Manel Mazioud Chaabouni, Haykel Zouaoui and Nidhal Ziedi Ellouz

The purpose of this paper is to examine the effect of bank capital on liquidity creation. Especially, the authors test two competing hypotheses: the “risk absorption” hypothesis…

Abstract

Purpose

The purpose of this paper is to examine the effect of bank capital on liquidity creation. Especially, the authors test two competing hypotheses: the “risk absorption” hypothesis and the “financial fragility-crowding out” hypothesis that describe such association in the context of UK and French banking industry.

Design/methodology/approach

The authors use data collected from Bankscope for commercial banks pertaining to the aforementioned countries. The sample period ranges from 2000 to 2014. Liquidity creation was measured using a novel approach proposed by Berger and Bouwman (2007). This study uses the quantile regression (QR) and the instrumental variables QR, along with classical ordinary least squares (OLS) and panel regression, to deal with the mixed results reported by previous papers.

Findings

Using OLS and panel regression, the authors first find that bank capital negatively affects liquidity creation which supports risk absorption hypothesis.

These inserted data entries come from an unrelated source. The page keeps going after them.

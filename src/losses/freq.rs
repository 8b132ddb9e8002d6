//! Frequency-domain losses.
//!
//! Each resolution contributes spectral convergence, L1 log-magnitude distance
//! and, when `w_phs > 0`, the MSE between phase angles:
//!
//! ```text
//! loss = ‖|Y| - |X|‖_F / ‖|Y|‖_F + mean|log|X| - log|Y|| + w_phs * mse(∠X, ∠Y)
//! ```
//!
//! Multi- and random-resolution variants average over their resolutions.

use std::sync::Mutex;

use candle_core::{Device, Result, Tensor};
use rand::rngs::StdRng;
use rand::{Rng, SeedableRng};

use crate::audio::mel::{Window, mel_filterbank};
use crate::audio::stft::Stft;
use crate::config::StftResolution;

/// Power floor before taking magnitudes.
const EPS: f64 = 1e-8;

/// Single-resolution STFT loss, optionally on a mel-warped magnitude.
#[derive(Debug, Clone)]
pub struct StftLoss {
    stft: Stft,
    mel_basis: Option<Tensor>, // [bins, n_mels]
    w_phs: f64,
}

impl StftLoss {
    pub fn new(res: StftResolution, w_phs: f64, window: Window, device: &Device) -> Result<Self> {
        let stft = Stft::new(res.fft_size, res.hop_size, res.win_length, window, device)?;
        Ok(Self {
            stft,
            mel_basis: None,
            w_phs,
        })
    }

    /// Mel-scaled variant covering `0 ..= sample_rate / 2`.
    pub fn mel(
        res: StftResolution,
        n_mels: usize,
        sample_rate: u32,
        w_phs: f64,
        device: &Device,
    ) -> Result<Self> {
        let mut loss = Self::new(res, w_phs, Window::Hann, device)?;
        loss.mel_basis = Some(mel_filterbank(
            res.fft_size,
            n_mels,
            sample_rate,
            0.0,
            sample_rate as f64 / 2.0,
            device,
        )?);
        Ok(loss)
    }

    /// Loss between `[batch, channels, samples]` waveforms.
    pub fn forward(&self, input: &Tensor, target: &Tensor) -> Result<Tensor> {
        let (b, c, len) = input.dims3()?;
        let x = self.stft.forward(&input.reshape((b * c, len))?)?;
        let y = self.stft.forward(&target.reshape((b * c, len))?)?;

        let mut x_mag = x.magnitude(EPS)?;
        let mut y_mag = y.magnitude(EPS)?;
        if let Some(basis) = &self.mel_basis {
            x_mag = x_mag.broadcast_matmul(basis)?.clamp(EPS, f64::MAX)?;
            y_mag = y_mag.broadcast_matmul(basis)?.clamp(EPS, f64::MAX)?;
        }

        let sc = ((&y_mag - &x_mag)?.sqr()?.sum_all()?.sqrt()?
            / y_mag.sqr()?.sum_all()?.sqrt()?)?;
        let log_mag = (x_mag.log()? - y_mag.log()?)?.abs()?.mean_all()?;
        let mut loss = (sc + log_mag)?;

        if self.w_phs > 0.0 {
            let phs = candle_nn::loss::mse(&x.phase()?, &y.phase()?)?;
            loss = (loss + (phs * self.w_phs)?)?;
        }
        Ok(loss)
    }
}

/// Average of [`StftLoss`] over fixed resolutions.
#[derive(Debug, Clone)]
pub struct MultiResolutionStftLoss {
    losses: Vec<StftLoss>,
}

impl MultiResolutionStftLoss {
    pub fn new(resolutions: &[StftResolution], w_phs: f64, device: &Device) -> Result<Self> {
        if resolutions.is_empty() {
            candle_core::bail!("multi-resolution STFT loss needs at least one resolution");
        }
        let losses = resolutions
            .iter()
            .map(|&res| StftLoss::new(res, w_phs, Window::Hann, device))
            .collect::<Result<Vec<_>>>()?;
        Ok(Self { losses })
    }

    pub fn num_resolutions(&self) -> usize {
        self.losses.len()
    }

    pub fn forward(&self, input: &Tensor, target: &Tensor) -> Result<Tensor> {
        let mut total: Option<Tensor> = None;
        for loss in &self.losses {
            let value = loss.forward(input, target)?;
            total = Some(match total {
                Some(acc) => (acc + value)?,
                None => value,
            });
        }
        match total {
            Some(total) => total / self.losses.len() as f64,
            None => candle_core::bail!("no resolutions"),
        }
    }
}

/// Bounds for randomly drawn resolutions.
#[derive(Debug, Clone, Copy, PartialEq)]
pub struct RandomResolution {
    pub resolutions: usize,
    pub min_fft_size: usize,
    pub max_fft_size: usize,
    pub min_hop_ratio: f64,
    pub max_hop_ratio: f64,
}

impl Default for RandomResolution {
    fn default() -> Self {
        Self {
            resolutions: 3,
            min_fft_size: 16,
            max_fft_size: 32768,
            min_hop_ratio: 0.1,
            max_hop_ratio: 1.0,
        }
    }
}

/// STFT loss over resolutions and windows redrawn on every call.
#[derive(Debug)]
pub struct RandomResolutionStftLoss {
    bounds: RandomResolution,
    w_phs: f64,
    device: Device,
    rng: Mutex<StdRng>,
}

impl RandomResolutionStftLoss {
    pub fn new(bounds: RandomResolution, w_phs: f64, seed: Option<u64>, device: &Device) -> Self {
        let rng = match seed {
            Some(seed) => StdRng::seed_from_u64(seed),
            None => StdRng::from_os_rng(),
        };
        Self {
            bounds,
            w_phs,
            device: device.clone(),
            rng: Mutex::new(rng),
        }
    }

    /// Draw one set of resolutions for a signal of `len` samples.
    ///
    /// FFT sizes are powers of two in `[min_fft_size, min(max_fft_size, len))`.
    pub fn draw(&self, len: usize) -> Vec<(StftResolution, Window)> {
        let lo = self.bounds.min_fft_size.max(2).ilog2();
        let hi = self.bounds.max_fft_size.min(len.max(2)).ilog2().max(lo);
        let mut rng = match self.rng.lock() {
            Ok(guard) => guard,
            Err(poisoned) => poisoned.into_inner(),
        };
        (0..self.bounds.resolutions.max(1))
            .map(|_| {
                let exp = if hi > lo { rng.random_range(lo..hi) } else { lo };
                let fft_size = 1usize << exp;
                let ratio = self.bounds.min_hop_ratio
                    + rng.random::<f64>() * (self.bounds.max_hop_ratio - self.bounds.min_hop_ratio);
                let hop_size = ((fft_size as f64 * ratio) as usize).max(1);
                let window = Window::ALL[rng.random_range(0..Window::ALL.len())];
                let res = StftResolution {
                    fft_size,
                    hop_size,
                    win_length: fft_size,
                };
                (res, window)
            })
            .collect()
    }

    pub fn forward(&self, input: &Tensor, target: &Tensor) -> Result<Tensor> {
        let len = input.dims3()?.2;
        let draws = self.draw(len);
        let count = draws.len();
        let mut total: Option<Tensor> = None;
        for (res, window) in draws {
            tracing::trace!(?res, ?window, "random resolution");
            let value =
                StftLoss::new(res, self.w_phs, window, &self.device)?.forward(input, target)?;
            total = Some(match total {
                Some(acc) => (acc + value)?,
                None => value,
            });
        }
        match total {
            Some(total) => total / count as f64,
            None => candle_core::bail!("no resolutions"),
        }
    }
}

Second, the result from QR confirms the negative association between the aforementioned variables and shows that the effect is homogenous across quantiles of liquidity creation distribution. The result remains unchanged when using the QR with instrumental variables to address the potential problem of endogeneity.

Originality/value

This paper sheds more lights on the relationship between bank capital and liquidity creation by using a novel estimation approach based on the QR methodology.